In 2020, 68 million Americans listened to a podcast every week; that's almost double California's population. And that number keeps rising year over year.
That statistic shouldn't be surprising. Since the dawn of time, humans have been fascinated by stories. Oral storytelling dates back to the very beginning of human language--the only difference now is that we listen via a phone app, rather than huddled around a fire.
So, what does this mean for your business?
Since starting my podcast Smart Business Revolution 10 years ago, I've heard the stories of thousands of entrepreneurs, thought leaders, and business owners. These interviews provided a lot more than inspiration--they've also helped me up-level my network, land hundreds of referrals, meet stellar clients, and add value to those around me.

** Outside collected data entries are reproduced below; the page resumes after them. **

//! Best-effort image normalization for web display.
//!
//! Downscale to fit 800x600 preserving aspect ratio, flatten transparency
//! onto white, re-encode as JPEG at a fixed quality. Callers treat any error
//! here as "keep the original bytes" rather than a failed upload.

use image::codecs::jpeg::JpegEncoder;
use image::imageops::FilterType;
use image::{DynamicImage, ExtendedColorType, ImageError, Rgb, RgbImage};

const MAX_WIDTH: u32 = 800;
const MAX_HEIGHT: u32 = 600;
const JPEG_QUALITY: u8 = 85;

pub fn normalize(bytes: &[u8]) -> Result<Vec<u8>, ImageError> {
    let img = image::load_from_memory(bytes)?;
    let mut rgb = flatten_onto_white(&img);
    if rgb.width() > MAX_WIDTH || rgb.height() > MAX_HEIGHT {
        rgb = DynamicImage::ImageRgb8(rgb)
            .resize(MAX_WIDTH, MAX_HEIGHT, FilterType::Lanczos3)
            .to_rgb8();
    }

    let mut out = Vec::new();
    let mut encoder = JpegEncoder::new_with_quality(&mut out, JPEG_QUALITY);
    encoder.encode(rgb.as_raw(), rgb.width(), rgb.height(), ExtendedColorType::Rgb8)?;
    Ok(out)
}

fn flatten_onto_white(img: &DynamicImage) -> RgbImage {
    if !img.color().has_alpha() {
        return img.to_rgb8();
    }
    let rgba = img.to_rgba8();
    let mut out = RgbImage::from_pixel(rgba.width(), rgba.height(), Rgb([255, 255, 255]));
    for (x, y, px) in rgba.enumerate_pixels() {
        let alpha = u32::from(px[3]);
        let blend = |c: u8| (((u32::from(c)) * alpha + 255 * (255 - alpha)) / 255) as u8;
        out.put_pixel(x, y, Rgb([blend(px[0]), blend(px[1]), blend(px[2])]));
    }
    out
}

#[cfg(test)]
mod tests {
    use super::*;
    use image::{ImageFormat, Rgba, RgbaImage};
    use std::io::Cursor;

    fn png_bytes(img: RgbaImage) -> Vec<u8> {
        let mut out = Cursor::new(Vec::new());
        DynamicImage::ImageRgba8(img).write_to(&mut out, ImageFormat::Png).unwrap();
        out.into_inner()
    }

    #[test]
    fn small_images_are_reencoded_without_resizing() {
        let src = RgbaImage::from_pixel(40, 30, Rgba([10, 20, 30, 255]));
        let jpeg = normalize(&png_bytes(src)).unwrap();
        let decoded = image::load_from_memory(&jpeg).unwrap();
        assert_eq!(image::guess_format(&jpeg).unwrap(), ImageFormat::Jpeg);
        assert_eq!((decoded.width(), decoded.height()), (40, 30));
    }

    #[test]
    fn large_images_fit_the_bounding_box_preserving_aspect() {
        let src = RgbaImage::from_pixel(1600, 600, Rgba([10, 20, 30, 255]));
        let jpeg = normalize(&png_bytes(src)).unwrap();
        let decoded = image::load_from_memory(&jpeg).unwrap();
        assert_eq!((decoded.width(), decoded.height()), (800, 300));
    }

    #[test]
    fn transparency_flattens_onto_white() {
        let src = RgbaImage::from_pixel(8, 8, Rgba([0, 0, 0, 0]));
        let jpeg = normalize(&png_bytes(src)).unwrap();
        let decoded = image::load_from_memory(&jpeg).unwrap().to_rgb8();
        let px = decoded.get_pixel(4, 4);
        // JPEG is lossy; fully transparent pixels must come out near white.
        assert!(px[0] > 240 && px[1] > 240 && px[2] > 240);
    }

    #[test]
    fn corrupt_input_is_an_error_not_a_panic() {
        assert!(normalize(b"definitely not an image").is_err());
    }
}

So what's my secret sauce for getting more referrals and clients using podcasting?
It starts with a simplified approach to understanding your audience's desires, creating valuable conversations, and staying consistent to close the deal.
Position Yourself as a Thought Leader in Your Industry
Hosting a podcast can immediately give you great power--and significant bragging rights. But, as one fictional uncle famously said, "With great power comes great responsibility."
With a podcast, you have a platform that positions you as a resource for your industry members. However, to reap the benefits of this position and become a trusted thought leader, you must first meet the responsibility of providing real value to your target audience.
With my podcast, I interview top entrepreneurs, authors, and leaders across multiple disciplines. In each episode, I ask questions about how they rose above adversity, grew their businesses, and built key relationships which fuel their business.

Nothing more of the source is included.